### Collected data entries
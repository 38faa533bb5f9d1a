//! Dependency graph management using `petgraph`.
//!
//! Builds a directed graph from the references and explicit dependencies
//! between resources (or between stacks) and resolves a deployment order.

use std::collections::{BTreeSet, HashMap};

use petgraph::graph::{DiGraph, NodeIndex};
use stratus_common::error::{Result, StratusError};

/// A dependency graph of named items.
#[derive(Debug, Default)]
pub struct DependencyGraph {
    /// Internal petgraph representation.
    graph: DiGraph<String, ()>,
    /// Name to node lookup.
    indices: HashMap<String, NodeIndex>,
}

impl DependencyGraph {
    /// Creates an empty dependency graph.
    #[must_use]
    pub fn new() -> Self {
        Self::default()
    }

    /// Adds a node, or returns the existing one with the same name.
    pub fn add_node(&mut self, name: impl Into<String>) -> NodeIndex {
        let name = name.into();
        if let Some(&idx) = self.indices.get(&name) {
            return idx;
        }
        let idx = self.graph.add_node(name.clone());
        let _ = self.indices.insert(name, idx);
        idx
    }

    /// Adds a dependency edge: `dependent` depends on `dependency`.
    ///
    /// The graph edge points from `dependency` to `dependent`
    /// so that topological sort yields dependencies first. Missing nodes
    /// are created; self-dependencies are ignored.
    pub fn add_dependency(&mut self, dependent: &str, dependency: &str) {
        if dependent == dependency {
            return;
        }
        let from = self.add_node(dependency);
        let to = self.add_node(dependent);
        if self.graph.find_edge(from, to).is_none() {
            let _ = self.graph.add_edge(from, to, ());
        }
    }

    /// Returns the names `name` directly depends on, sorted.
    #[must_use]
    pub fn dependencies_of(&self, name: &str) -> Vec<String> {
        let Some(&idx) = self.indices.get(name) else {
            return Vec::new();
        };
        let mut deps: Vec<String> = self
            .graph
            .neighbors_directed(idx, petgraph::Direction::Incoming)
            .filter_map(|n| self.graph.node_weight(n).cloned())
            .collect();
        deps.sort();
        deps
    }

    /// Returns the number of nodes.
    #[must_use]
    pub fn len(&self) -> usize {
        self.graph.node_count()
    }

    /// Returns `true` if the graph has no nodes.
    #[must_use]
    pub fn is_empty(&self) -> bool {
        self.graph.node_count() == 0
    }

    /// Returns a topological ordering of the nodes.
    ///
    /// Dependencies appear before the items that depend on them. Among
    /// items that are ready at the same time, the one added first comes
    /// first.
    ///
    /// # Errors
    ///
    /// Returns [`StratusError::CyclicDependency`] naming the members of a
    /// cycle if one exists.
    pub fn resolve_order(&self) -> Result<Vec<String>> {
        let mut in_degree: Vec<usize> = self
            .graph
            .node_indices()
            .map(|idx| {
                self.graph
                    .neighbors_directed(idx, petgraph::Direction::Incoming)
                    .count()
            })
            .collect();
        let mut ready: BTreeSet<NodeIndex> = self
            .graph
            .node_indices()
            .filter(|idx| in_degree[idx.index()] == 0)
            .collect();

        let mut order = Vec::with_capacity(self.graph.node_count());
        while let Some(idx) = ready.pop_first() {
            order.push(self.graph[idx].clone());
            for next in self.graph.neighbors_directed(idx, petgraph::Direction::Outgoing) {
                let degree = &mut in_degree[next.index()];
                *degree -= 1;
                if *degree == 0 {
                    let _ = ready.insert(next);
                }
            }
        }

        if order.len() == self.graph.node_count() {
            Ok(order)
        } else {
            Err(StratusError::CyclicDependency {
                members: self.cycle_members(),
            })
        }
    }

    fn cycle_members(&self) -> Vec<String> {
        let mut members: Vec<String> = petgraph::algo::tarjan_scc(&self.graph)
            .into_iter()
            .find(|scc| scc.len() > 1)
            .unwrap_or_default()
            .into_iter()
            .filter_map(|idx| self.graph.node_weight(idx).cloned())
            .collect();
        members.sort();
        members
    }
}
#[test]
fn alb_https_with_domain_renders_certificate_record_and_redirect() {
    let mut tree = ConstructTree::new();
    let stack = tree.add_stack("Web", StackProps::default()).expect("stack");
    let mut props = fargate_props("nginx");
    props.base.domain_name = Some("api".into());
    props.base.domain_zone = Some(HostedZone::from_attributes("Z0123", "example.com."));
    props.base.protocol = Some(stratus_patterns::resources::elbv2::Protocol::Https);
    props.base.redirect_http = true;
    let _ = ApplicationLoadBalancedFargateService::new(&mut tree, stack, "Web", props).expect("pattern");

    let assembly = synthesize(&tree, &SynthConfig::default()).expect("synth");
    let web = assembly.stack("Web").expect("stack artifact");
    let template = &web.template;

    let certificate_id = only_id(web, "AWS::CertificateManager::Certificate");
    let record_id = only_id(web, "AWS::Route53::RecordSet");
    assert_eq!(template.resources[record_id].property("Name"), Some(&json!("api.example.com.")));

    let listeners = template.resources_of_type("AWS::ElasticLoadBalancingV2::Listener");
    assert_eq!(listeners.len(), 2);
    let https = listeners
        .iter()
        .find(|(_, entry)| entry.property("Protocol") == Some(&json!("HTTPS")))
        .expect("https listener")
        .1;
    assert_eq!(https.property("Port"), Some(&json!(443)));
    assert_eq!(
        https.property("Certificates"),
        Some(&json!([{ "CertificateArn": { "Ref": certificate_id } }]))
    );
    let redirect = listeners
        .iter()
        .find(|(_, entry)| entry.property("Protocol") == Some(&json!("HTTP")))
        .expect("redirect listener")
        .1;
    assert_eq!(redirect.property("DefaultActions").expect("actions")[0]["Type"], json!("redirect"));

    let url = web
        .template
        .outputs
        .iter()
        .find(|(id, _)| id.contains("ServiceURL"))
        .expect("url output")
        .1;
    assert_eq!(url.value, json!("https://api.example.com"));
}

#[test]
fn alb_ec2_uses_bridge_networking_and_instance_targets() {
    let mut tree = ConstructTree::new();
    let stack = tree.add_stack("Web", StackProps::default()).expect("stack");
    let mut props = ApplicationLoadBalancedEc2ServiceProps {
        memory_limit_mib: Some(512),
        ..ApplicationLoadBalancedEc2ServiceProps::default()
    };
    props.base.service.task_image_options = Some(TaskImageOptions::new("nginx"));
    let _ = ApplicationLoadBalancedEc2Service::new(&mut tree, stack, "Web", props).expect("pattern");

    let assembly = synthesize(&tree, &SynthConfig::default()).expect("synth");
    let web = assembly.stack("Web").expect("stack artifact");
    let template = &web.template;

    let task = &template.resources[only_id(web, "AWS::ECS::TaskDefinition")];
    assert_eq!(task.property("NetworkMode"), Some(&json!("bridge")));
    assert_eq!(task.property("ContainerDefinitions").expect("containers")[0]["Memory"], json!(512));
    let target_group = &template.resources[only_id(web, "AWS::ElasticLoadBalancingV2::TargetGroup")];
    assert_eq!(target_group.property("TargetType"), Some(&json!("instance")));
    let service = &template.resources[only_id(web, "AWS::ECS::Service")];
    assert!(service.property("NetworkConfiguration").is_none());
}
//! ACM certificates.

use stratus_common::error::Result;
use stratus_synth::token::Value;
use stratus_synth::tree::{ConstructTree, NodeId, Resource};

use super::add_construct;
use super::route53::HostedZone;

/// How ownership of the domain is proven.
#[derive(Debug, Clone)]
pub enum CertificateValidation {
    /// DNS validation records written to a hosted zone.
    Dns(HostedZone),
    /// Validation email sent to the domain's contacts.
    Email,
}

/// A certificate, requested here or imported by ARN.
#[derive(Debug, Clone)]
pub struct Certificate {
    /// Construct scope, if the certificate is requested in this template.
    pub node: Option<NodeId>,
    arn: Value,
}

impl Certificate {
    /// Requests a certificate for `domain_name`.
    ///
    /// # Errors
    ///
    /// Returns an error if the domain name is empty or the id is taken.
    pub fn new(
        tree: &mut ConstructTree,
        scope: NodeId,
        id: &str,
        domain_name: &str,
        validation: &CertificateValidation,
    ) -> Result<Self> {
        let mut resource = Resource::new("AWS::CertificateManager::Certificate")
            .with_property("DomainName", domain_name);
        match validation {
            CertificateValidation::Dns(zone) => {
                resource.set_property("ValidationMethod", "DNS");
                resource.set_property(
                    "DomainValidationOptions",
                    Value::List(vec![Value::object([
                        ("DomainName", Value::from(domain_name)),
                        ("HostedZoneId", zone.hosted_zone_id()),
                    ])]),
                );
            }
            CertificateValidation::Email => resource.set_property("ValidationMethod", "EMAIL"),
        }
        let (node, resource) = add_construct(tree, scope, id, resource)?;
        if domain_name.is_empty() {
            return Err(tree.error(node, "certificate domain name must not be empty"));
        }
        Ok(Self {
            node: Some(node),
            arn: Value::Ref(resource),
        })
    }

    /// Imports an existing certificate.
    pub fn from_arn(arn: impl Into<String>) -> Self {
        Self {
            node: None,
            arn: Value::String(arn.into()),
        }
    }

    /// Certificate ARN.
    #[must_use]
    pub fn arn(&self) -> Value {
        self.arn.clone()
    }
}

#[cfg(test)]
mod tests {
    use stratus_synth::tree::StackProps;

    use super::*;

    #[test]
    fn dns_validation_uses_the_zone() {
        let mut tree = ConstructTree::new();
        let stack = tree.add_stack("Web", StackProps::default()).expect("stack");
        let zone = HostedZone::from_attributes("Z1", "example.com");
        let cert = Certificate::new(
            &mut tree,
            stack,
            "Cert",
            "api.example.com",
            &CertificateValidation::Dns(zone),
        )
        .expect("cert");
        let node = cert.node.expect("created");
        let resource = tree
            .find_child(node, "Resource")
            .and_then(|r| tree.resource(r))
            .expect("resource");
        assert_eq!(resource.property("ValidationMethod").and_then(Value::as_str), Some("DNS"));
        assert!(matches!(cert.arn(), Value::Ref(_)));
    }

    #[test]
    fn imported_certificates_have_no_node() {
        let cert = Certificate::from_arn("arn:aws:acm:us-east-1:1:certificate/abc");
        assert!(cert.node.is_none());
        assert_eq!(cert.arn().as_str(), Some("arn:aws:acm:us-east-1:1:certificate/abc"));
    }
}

### Description of the task
Using the data above, reproduce exactly the lines between those holding "let idx = self.graph.add_node(name.clone());" and "let to = self.add_node(dependent);", inclusive, and no others.

### Written answer
        let idx = self.graph.add_node(name.clone());
        let _ = self.indices.insert(name, idx);
        idx
    }

    /// Adds a dependency edge: `dependent` depends on `dependency`.
    ///
    /// The graph edge points from `dependency` to `dependent`
    /// so that topological sort yields dependencies first. Missing nodes
    /// are created; self-dependencies are ignored.
    pub fn add_dependency(&mut self, dependent: &str, dependency: &str) {
        if dependent == dependency {
            return;
        }
        let from = self.add_node(dependency);
        let to = self.add_node(dependent);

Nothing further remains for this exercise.